◆ Material shown ◆
+ + +

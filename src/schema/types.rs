use serde::{Deserialize, Serialize};

/// Column type tag as reported by schema introspection.
///
/// Parameterized types such as `varchar(255)` or `decimal(8,2)` are reduced to
/// their base name. Anything unrecognized is kept verbatim in [`SqlType::Other`].
#[derive(Debug, Clone, PartialEq, Eq, Hash, Serialize, Deserialize)]
#[serde(from = "String", into = "String")]
pub enum SqlType {
    String,
    Char,
    Varchar,
    Text,
    MediumText,
    LongText,
    Integer,
    Int,
    SmallInt,
    BigInt,
    Boolean,
    Date,
    DateTime,
    Timestamp,
    Decimal,
    Float,
    Json,
    Array,
    Other(String),
}

impl SqlType {
    /// Parse a type tag, case-insensitively
    pub fn parse(tag: &str) -> Self {
        let lower = tag.trim().to_lowercase();
        let base = lower.split('(').next().unwrap_or_default().trim();
        match base {
            "string" => SqlType::String,
            "char" => SqlType::Char,
            "varchar" => SqlType::Varchar,
            "text" => SqlType::Text,
            "mediumtext" => SqlType::MediumText,
            "longtext" => SqlType::LongText,
            "integer" => SqlType::Integer,
            "int" => SqlType::Int,
            "smallint" => SqlType::SmallInt,
            "bigint" => SqlType::BigInt,
            "boolean" | "bool" => SqlType::Boolean,
            "date" => SqlType::Date,
            "datetime" => SqlType::DateTime,
            "timestamp" => SqlType::Timestamp,
            "decimal" => SqlType::Decimal,
            "float" => SqlType::Float,
            "json" => SqlType::Json,
            "array" => SqlType::Array,
            _ => SqlType::Other(lower),
        }
    }

    pub fn as_str(&self) -> &str {
        match self {
            SqlType::String => "string",
            SqlType::Char => "char",
            SqlType::Varchar => "varchar",
            SqlType::Text => "text",
            SqlType::MediumText => "mediumtext",
            SqlType::LongText => "longtext",
            SqlType::Integer => "integer",
            SqlType::Int => "int",
            SqlType::SmallInt => "smallint",
            SqlType::BigInt => "bigint",
            SqlType::Boolean => "boolean",
            SqlType::Date => "date",
            SqlType::DateTime => "datetime",
            SqlType::Timestamp => "timestamp",
            SqlType::Decimal => "decimal",
            SqlType::Float => "float",
            SqlType::Json => "json",
            SqlType::Array => "array",
            SqlType::Other(tag) => tag,
        }
    }

    /// Types whose values are free text (candidates for `search`)
    pub fn is_text_like(&self) -> bool {
        matches!(
            self,
            SqlType::String
                | SqlType::Char
                | SqlType::Varchar
                | SqlType::Text
                | SqlType::MediumText
                | SqlType::LongText
        )
    }

    pub fn is_integer(&self) -> bool {
        matches!(
            self,
            SqlType::Integer | SqlType::Int | SqlType::SmallInt | SqlType::BigInt
        )
    }

    /// Attribute cast for the model's `$casts` map.
    ///
    /// Only temporal and JSON columns are cast; everything else is left to the ORM.
    pub fn model_cast(&self) -> Option<&'static str> {
        match self {
            SqlType::Date | SqlType::DateTime | SqlType::Timestamp => Some("datetime"),
            SqlType::Json => Some("array"),
            _ => None,
        }
    }

    /// Faker expression used by generated factories
    pub fn faker_expression(&self) -> &'static str {
        match self {
            SqlType::String | SqlType::Char | SqlType::Varchar => "$this->faker->word",
            SqlType::Text | SqlType::MediumText | SqlType::LongText => "$this->faker->paragraph",
            SqlType::Integer | SqlType::Int | SqlType::SmallInt | SqlType::BigInt => {
                "$this->faker->numberBetween(1, 100)"
            }
            SqlType::Boolean => "$this->faker->boolean",
            SqlType::Date => "$this->faker->date()",
            SqlType::DateTime | SqlType::Timestamp => "$this->faker->dateTime()",
            SqlType::Decimal | SqlType::Float => "$this->faker->randomFloat(2, 0, 1000)",
            SqlType::Json | SqlType::Array => "$this->faker->words(3)",
            SqlType::Other(_) => "$this->faker->words(3, true)",
        }
    }

    /// Type-specific validation rules for generated form requests
    pub fn validation_rules(&self) -> &'static [&'static str] {
        match self {
            SqlType::String | SqlType::Char | SqlType::Varchar => &["string", "max:255"],
            SqlType::Text | SqlType::MediumText | SqlType::LongText => &["string"],
            SqlType::Integer | SqlType::Int | SqlType::SmallInt | SqlType::BigInt => &["integer"],
            SqlType::Float | SqlType::Decimal => &["numeric"],
            SqlType::Boolean => &["boolean"],
            SqlType::Date | SqlType::DateTime | SqlType::Timestamp => &["date"],
            SqlType::Json | SqlType::Array => &["array"],
            SqlType::Other(_) => &[],
        }
    }
}

impl From<String> for SqlType {
    fn from(tag: String) -> Self {
        SqlType::parse(&tag)
    }
}

impl From<SqlType> for String {
    fn from(ty: SqlType) -> Self {
        ty.as_str().to_string()
    }
}

impl std::fmt::Display for SqlType {
    fn fmt(&self, f: &mut std::fmt::Formatter<'_>) -> std::fmt::Result {
        f.write_str(self.as_str())
    }
}

/// A single column of a table
#[derive(Debug, Clone, PartialEq, Eq, Serialize, Deserialize)]
pub struct ColumnDescriptor {
    pub name: String,
    #[serde(rename = "type")]
    pub sql_type: SqlType,
}

impl ColumnDescriptor {
    pub fn new(name: impl Into<String>, sql_type: SqlType) -> Self {
        Self {
            name: name.into(),
            sql_type,
        }
    }
}

/// A table and its columns, in declaration order
#[derive(Debug, Clone, PartialEq, Eq, Serialize, Deserialize)]
pub struct TableSchema {
    pub name: String,
    #[serde(default)]
    pub columns: Vec<ColumnDescriptor>,
}

impl TableSchema {
    pub fn new(name: impl Into<String>, columns: Vec<ColumnDescriptor>) -> Self {
        Self {
            name: name.into(),
            columns,
        }
    }

    pub fn has_column(&self, column: &str) -> bool {
        self.columns.iter().any(|c| c.name == column)
    }

    pub fn column(&self, column: &str) -> Option<&ColumnDescriptor> {
        self.columns.iter().find(|c| c.name == column)
    }

    pub fn column_names(&self) -> Vec<String> {
        self.columns.iter().map(|c| c.name.clone()).collect()
    }
}

/// Point-in-time view of every table in the database
#[derive(Debug, Clone, Default, PartialEq, Eq, Serialize, Deserialize)]
pub struct SchemaSnapshot {
    #[serde(default)]
    pub tables: Vec<TableSchema>,
}

impl SchemaSnapshot {
    pub fn new(tables: Vec<TableSchema>) -> Self {
        Self { tables }
    }

    pub fn table(&self, name: &str) -> Option<&TableSchema> {
        self.tables.iter().find(|t| t.name == name)
    }
}

/// Read-only access to table metadata.
///
/// The generator only ever asks these four questions of a database; any
/// backend able to answer them can drive generation.
pub trait SchemaIntrospector {
    fn table_exists(&self, table: &str) -> bool;

    /// Column names in declaration order; empty for unknown tables
    fn list_columns(&self, table: &str) -> Vec<String>;

    fn column_type(&self, table: &str, column: &str) -> Option<SqlType>;

    fn list_all_tables(&self) -> Vec<String>;

    /// Materialize the whole schema for pure inference passes
    fn snapshot(&self) -> SchemaSnapshot {
        let tables = self
            .list_all_tables()
            .into_iter()
            .map(|table| {
                let columns = self
                    .list_columns(&table)
                    .into_iter()
                    .map(|column| {
                        let sql_type = self
                            .column_type(&table, &column)
                            .unwrap_or_else(|| SqlType::Other("unknown".to_string()));
                        ColumnDescriptor::new(column, sql_type)
                    })
                    .collect();
                TableSchema::new(table, columns)
            })
            .collect();
        SchemaSnapshot::new(tables)
    }
}

impl SchemaIntrospector for SchemaSnapshot {
    fn table_exists(&self, table: &str) -> bool {
        self.table(table).is_some()
    }

    fn list_columns(&self, table: &str) -> Vec<String> {
        self.table(table)
            .map(TableSchema::column_names)
            .unwrap_or_default()
    }

    fn column_type(&self, table: &str, column: &str) -> Option<SqlType> {
        self.table(table)
            .and_then(|t| t.column(column))
            .map(|c| c.sql_type.clone())
    }

    fn list_all_tables(&self) -> Vec<String> {
        self.tables.iter().map(|t| t.name.clone()).collect()
    }

    fn snapshot(&self) -> SchemaSnapshot {
        self.clone()
    }
}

+ + +

◆ Description of the task ◆
Which lines of the data contain the string "impl"? Copy each one.

◆ Result of the task ◆
impl SqlType {
impl From<String> for SqlType {
impl From<SqlType> for String {
impl std::fmt::Display for SqlType {
impl ColumnDescriptor {
    pub fn new(name: impl Into<String>, sql_type: SqlType) -> Self {
impl TableSchema {
    pub fn new(name: impl Into<String>, columns: Vec<ColumnDescriptor>) -> Self {
impl SchemaSnapshot {
impl SchemaIntrospector for SchemaSnapshot {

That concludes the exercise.